I shuddered when I heard that, and told him, "No, I want to keep going"
They wanted to hook me up to the fetal monitor, but I refused, as I wanted to retain my freedom of movement, so they monitored Tyler with a doppler instead.
I was extremely dehydrated from the hours of pushing - despite drinking in between every contraction - so i was put onto a saline drip, and the effect was amazing and immediate.
I felt a huge surge of energy, and felt ready for anything, and just knew I could push this baby out.
They added some syntocin to the drip, and my contractions picked right up again.
Tyler was born not too long after this, and I was able to watch his birth in a mirror on the floor, as I was standing, leaning over the bed.
I remember the intense feeling of his head emerging, and the burning and stretching, and the wonderful sense of relief as his head slipped out.
He was just looking at my midwife, very calm, and then with the next push, out he came.
I knew i had torn, as there was a sudden spurt of bright blood, but no pain.
Tyler was handed to me, and immediately pooed all over my hands, a sticky black mess. His cord was alittle short, so we put him as close to my breast as we could until his cord stopped pulsing and turned white, then it was cut, and he went to my breast, and had a little suck and a nuzzle.
After such an exhausting experience, i simply did not want to know about pushing the placenta out, I was actually afraid of pushing by this stage, and ended up coughing my placenta out.
I was stitched up, i had a shower, and then we packed up and off home we went, after having to sign self discharge forms, and all collapsed into bed at home for a well earned sleep.

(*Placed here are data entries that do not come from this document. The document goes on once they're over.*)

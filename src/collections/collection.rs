// -----------------------------------------------------------------------------
// src/collections/collection.rs
// -----------------------------------------------------------------------------

use super::arrayable::{Arrayable, List, Single};
use super::error::{CollectionError, Result};
use super::key::Key;
use super::truthy::Truthy;
use indexmap::IndexMap;
use std::iter::FromIterator;

/// An insertion-ordered key/value container.
///
/// Keys are unique. A new key is appended to the iteration order; overwriting
/// an existing key keeps its position. Derivations such as [`keys`](Self::keys),
/// [`filter`](Self::filter), [`map`](Self::map) and [`merge`](Self::merge)
/// return new, independent collections and leave the source untouched.
///
/// ### Construction
/// - [`Collection::make`] accepts anything [`Arrayable`]: another collection,
///   a mapping, pairs, `()`/`None` (empty), a [`Single`] scalar or a [`List`].
/// - [`Collection::wrap`] stores one scalar at key `0`.
/// - [`Collection::list`] keys a sequence `0..n`.
///
/// ### Falsy values
/// [`first`](Self::first) and [`last`](Self::last) treat a falsy value (`0`,
/// `""`, `false`, ...) as absent and fall back to the default. Use
/// [`first_strict`](Self::first_strict) / [`last_strict`](Self::last_strict) to
/// read such values.
///
/// ### Examples
/// ```rust
/// use ordered_collection::Collection;
///
/// let mut c = Collection::make([("a", 0), ("b", 1)]);
/// c.set("c", 2);
/// assert_eq!(c.first_or(-1), -1);
/// assert_eq!(c.first_strict(), Some(&0));
/// assert_eq!(c.last(), Some(&2));
/// ```
#[derive(Debug, Clone)]
pub struct Collection<V> {
    items: IndexMap<Key, V>,
    // Key used by the next `push`; only ever grows until `clear`.
    next_index: i64,
}

// Core API
impl<V> Collection<V> {
    /// Creates an empty collection.
    #[inline]
    pub fn new() -> Self {
        Self::from_entries(IndexMap::new())
    }

    /// Creates an empty collection with room for `capacity` entries.
    #[inline]
    pub fn with_capacity(capacity: usize) -> Self {
        Self::from_entries(IndexMap::with_capacity(capacity))
    }

    /// Creates a collection from any [`Arrayable`] input.
    #[inline]
    pub fn make<A: Arrayable<V>>(items: A) -> Self {
        Self::from_entries(items.into_entries())
    }

    fn from_entries(items: IndexMap<Key, V>) -> Self {
        let next_index = items
            .keys()
            .filter_map(Key::as_index)
            .filter(|index| *index >= 0)
            .max()
            .map_or(0, |max| max.saturating_add(1));
        Collection { items, next_index }
    }

    #[inline]
    fn track(&mut self, key: &Key) {
        if let Key::Index(index) = key {
            if *index >= self.next_index {
                self.next_index = index.saturating_add(1);
            }
        }
    }

    /// Creates a collection holding `value` at key `0`.
    #[inline]
    pub fn wrap(value: V) -> Self {
        Self::make(Single(value))
    }

    /// Creates a collection keyed `0..n` from a sequence of values.
    #[inline]
    pub fn list<I: IntoIterator<Item = V>>(values: I) -> Self {
        Self::make(List(values))
    }

    /// Pairs `keys` with `values` position for position.
    ///
    /// Fails with [`CollectionError::LengthMismatch`] when the sequences have
    /// different lengths; nothing is truncated.
    pub fn combine<K, IK, IV>(keys: IK, values: IV) -> Result<Self>
    where
        K: Into<Key>,
        IK: IntoIterator<Item = K>,
        IV: IntoIterator<Item = V>,
    {
        let keys: Vec<Key> = keys.into_iter().map(Into::into).collect();
        let values: Vec<V> = values.into_iter().collect();
        if keys.len() != values.len() {
            log::debug!(
                "combine rejected: {} keys, {} values",
                keys.len(),
                values.len()
            );
            return Err(CollectionError::LengthMismatch {
                keys: keys.len(),
                values: values.len(),
            });
        }
        Ok(keys.into_iter().zip(values).collect())
    }

    /// Inserts or overwrites the value at `key`.
    #[inline]
    pub fn set(&mut self, key: impl Into<Key>, value: V) {
        let key = key.into();
        self.track(&key);
        self.items.insert(key, value);
    }

    /// Appends `value` at the next free integer index and returns the key used.
    ///
    /// The next free index is one past the largest non-negative integer key
    /// ever stored (or `0`). Removing entries does not lower it; only
    /// [`clear`](Self::clear) resets it. At `i64::MAX` the entry at that key is
    /// overwritten.
    pub fn push(&mut self, value: V) -> Key {
        let key = Key::Index(self.next_index);
        self.track(&key);
        self.items.insert(key.clone(), value);
        key
    }

    /// Returns the value at `key`, if present.
    #[inline]
    pub fn get(&self, key: impl Into<Key>) -> Option<&V> {
        self.items.get(&key.into())
    }

    /// Returns a mutable reference to the value at `key`, if present.
    #[inline]
    pub fn get_mut(&mut self, key: impl Into<Key>) -> Option<&mut V> {
        self.items.get_mut(&key.into())
    }

    /// Returns a copy of the value at `key`, or `default` when it is missing.
    #[inline]
    pub fn get_or(&self, key: impl Into<Key>, default: V) -> V
    where
        V: Clone,
    {
        self.get(key).cloned().unwrap_or(default)
    }

    /// Checks if `key` exists, whatever its value.
    #[inline]
    pub fn has(&self, key: impl Into<Key>) -> bool {
        self.items.contains_key(&key.into())
    }

    /// Returns an independent copy of all entries in order.
    #[inline]
    pub fn all(&self) -> IndexMap<Key, V>
    where
        V: Clone,
    {
        self.items.clone()
    }

    /// Borrows the underlying ordered map.
    #[inline]
    pub fn as_map(&self) -> &IndexMap<Key, V> {
        &self.items
    }

    /// Consumes the collection, returning the underlying ordered map.
    #[inline]
    pub fn into_inner(self) -> IndexMap<Key, V> {
        self.items
    }

    /// Returns the first value, treating a falsy value as absent.
    #[inline]
    pub fn first(&self) -> Option<&V>
    where
        V: Truthy,
    {
        self.first_strict().filter(|v| v.is_truthy())
    }

    /// Returns a copy of the first value, or `default` when the collection is
    /// empty or the first value is falsy.
    #[inline]
    pub fn first_or(&self, default: V) -> V
    where
        V: Truthy + Clone,
    {
        self.first().cloned().unwrap_or(default)
    }

    /// Returns the first value, falsy or not.
    #[inline]
    pub fn first_strict(&self) -> Option<&V> {
        self.items.first().map(|(_, v)| v)
    }

    /// Returns the last value, treating a falsy value as absent.
    #[inline]
    pub fn last(&self) -> Option<&V>
    where
        V: Truthy,
    {
        self.last_strict().filter(|v| v.is_truthy())
    }

    /// Returns a copy of the last value, or `default` when the collection is
    /// empty or the last value is falsy.
    #[inline]
    pub fn last_or(&self, default: V) -> V
    where
        V: Truthy + Clone,
    {
        self.last().cloned().unwrap_or(default)
    }

    /// Returns the last value, falsy or not.
    #[inline]
    pub fn last_strict(&self) -> Option<&V> {
        self.items.last().map(|(_, v)| v)
    }

    /// Returns a new list collection holding the keys in order.
    pub fn keys(&self) -> Collection<Key> {
        Collection::list(self.items.keys().cloned())
    }

    /// Returns a new list collection holding the values in order.
    pub fn values(&self) -> Collection<V>
    where
        V: Clone,
    {
        Collection::list(self.items.values().cloned())
    }

    /// Returns the number of entries.
    #[inline]
    pub fn count(&self) -> usize {
        self.items.len()
    }

    /// Returns the number of entries.
    #[inline]
    pub fn len(&self) -> usize {
        self.items.len()
    }

    /// Checks if the collection has no entries.
    #[inline]
    pub fn is_empty(&self) -> bool {
        self.items.is_empty()
    }

    /// Removes the entry at `key`, keeping the order of the others.
    /// Missing keys are a no-op.
    #[inline]
    pub fn remove(&mut self, key: impl Into<Key>) -> Option<V> {
        self.items.shift_remove(&key.into())
    }

    /// Sets every entry of `items` in order: existing keys are overwritten in
    /// place, new keys appended.
    pub fn replace<A: Arrayable<V>>(&mut self, items: A) {
        let entries = items.into_entries();
        log::trace!("replacing {} entries into {}", entries.len(), self.items.len());
        for (key, value) in entries {
            self.set(key, value);
        }
    }

    /// Removes all entries.
    #[inline]
    pub fn clear(&mut self) {
        self.items.clear();
        self.next_index = 0;
    }

    /// Calls `callback(value, key)` for each entry in order.
    pub fn each<F>(&self, mut callback: F) -> &Self
    where
        F: FnMut(&V, &Key),
    {
        for (key, value) in &self.items {
            callback(value, key);
        }
        self
    }

    /// Returns a new collection with the entries whose value satisfies
    /// `predicate`, keeping keys and relative order.
    pub fn filter<F>(&self, mut predicate: F) -> Self
    where
        F: FnMut(&V) -> bool,
        V: Clone,
    {
        self.items
            .iter()
            .filter(|(_, v)| predicate(v))
            .map(|(k, v)| (k.clone(), v.clone()))
            .collect()
    }

    /// Returns a new collection with the entries whose value is truthy.
    #[inline]
    pub fn filter_truthy(&self) -> Self
    where
        V: Truthy + Clone,
    {
        self.filter(|v| v.is_truthy())
    }

    /// Returns a new collection with every value replaced by
    /// `callback(value, key)`. Keys, order and count are unchanged.
    pub fn map<U, F>(&self, mut callback: F) -> Collection<U>
    where
        F: FnMut(&V, &Key) -> U,
    {
        let keys = self.items.keys();
        let values = self.items.iter().map(|(k, v)| callback(v, k));
        keys.cloned().zip(values).collect()
    }

    /// Returns a new collection with the entries of `self` followed by those
    /// of `other`; on a shared key `other`'s value wins.
    pub fn merge<A: Arrayable<V>>(&self, other: A) -> Self
    where
        V: Clone,
    {
        let mut merged = self.clone();
        merged.replace(other);
        merged
    }

    /// Checks if the keys are exactly `0..n` in order.
    pub fn is_list(&self) -> bool {
        self.items
            .keys()
            .zip(0i64..)
            .all(|(key, expected)| key.as_index() == Some(expected))
    }

    /// Returns an iterator over `(key, value)` pairs in order.
    #[inline]
    pub fn iter(&self) -> indexmap::map::Iter<'_, Key, V> {
        self.items.iter()
    }

    /// Returns an iterator over `(key, value)` pairs with mutable values.
    #[inline]
    pub fn iter_mut(&mut self) -> indexmap::map::IterMut<'_, Key, V> {
        self.items.iter_mut()
    }
}

impl<V> Default for Collection<V> {
    #[inline]
    fn default() -> Self {
        Self::new()
    }
}

impl<V: PartialEq> PartialEq for Collection<V> {
    /// Collections are equal when they hold the same entries in the same order.
    fn eq(&self, other: &Self) -> bool {
        self.len() == other.len() && self.iter().eq(other.iter())
    }
}

impl<V: Eq> Eq for Collection<V> {}

// Iterators
impl<V> IntoIterator for Collection<V> {
    type Item = (Key, V);
    type IntoIter = indexmap::map::IntoIter<Key, V>;
    #[inline]
    fn into_iter(self) -> Self::IntoIter {
        self.items.into_iter()
    }
}

impl<'a, V> IntoIterator for &'a Collection<V> {
    type Item = (&'a Key, &'a V);
    type IntoIter = indexmap::map::Iter<'a, Key, V>;
    #[inline]
    fn into_iter(self) -> Self::IntoIter {
        self.iter()
    }
}

impl<'a, V> IntoIterator for &'a mut Collection<V> {
    type Item = (&'a Key, &'a mut V);
    type IntoIter = indexmap::map::IterMut<'a, Key, V>;
    #[inline]
    fn into_iter(self) -> Self::IntoIter {
        self.iter_mut()
    }
}

// Conversion Traits
impl<K: Into<Key>, V> FromIterator<(K, V)> for Collection<V> {
    #[inline]
    fn from_iter<I: IntoIterator<Item = (K, V)>>(iter: I) -> Self {
        Self::from_entries(iter.into_iter().map(|(k, v)| (k.into(), v)).collect())
    }
}

impl<K: Into<Key>, V> Extend<(K, V)> for Collection<V> {
    #[inline]
    fn extend<I: IntoIterator<Item = (K, V)>>(&mut self, iter: I) {
        for (key, value) in iter {
            self.set(key, value);
        }
    }
}

impl<K: Into<Key>, V> From<IndexMap<K, V>> for Collection<V> {
    #[inline]
    fn from(map: IndexMap<K, V>) -> Self {
        Self::make(map)
    }
}

impl<K: Into<Key>, V> From<Vec<(K, V)>> for Collection<V> {
    #[inline]
    fn from(pairs: Vec<(K, V)>) -> Self {
        Self::make(pairs)
    }
}

impl<V> From<Collection<V>> for IndexMap<Key, V> {
    #[inline]
    fn from(collection: Collection<V>) -> Self {
        collection.items
    }
}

EDITED TO ADD - I have since had a successful HB, with a 4 hour labour, and intend to freebirth my next baby, as I believe that the well meaning intervention of my midwife (who I love dearly) actually disturbed my natural birthing process to such a degree that I ended up transferring to hospital...I did not know any better at the time, now I do, and I will take back my power, and listen to my body.
post #2 of 2
What an amazing experience. It is so wonderful to hear that you went on to have a homebirth with your second after you were so close with your first.
I couldn't even think about homebirth with my son, I had too many fears and irrational worries. I did have a natural and unmedicated birth at the hospital, though, and now that I understand so much more about the mental side of childbirth, I feel so much more capable to choose anything I want next time around.
It's amazing what a difference a little hydration made for your delivery.

Thanks so much for sharing your story!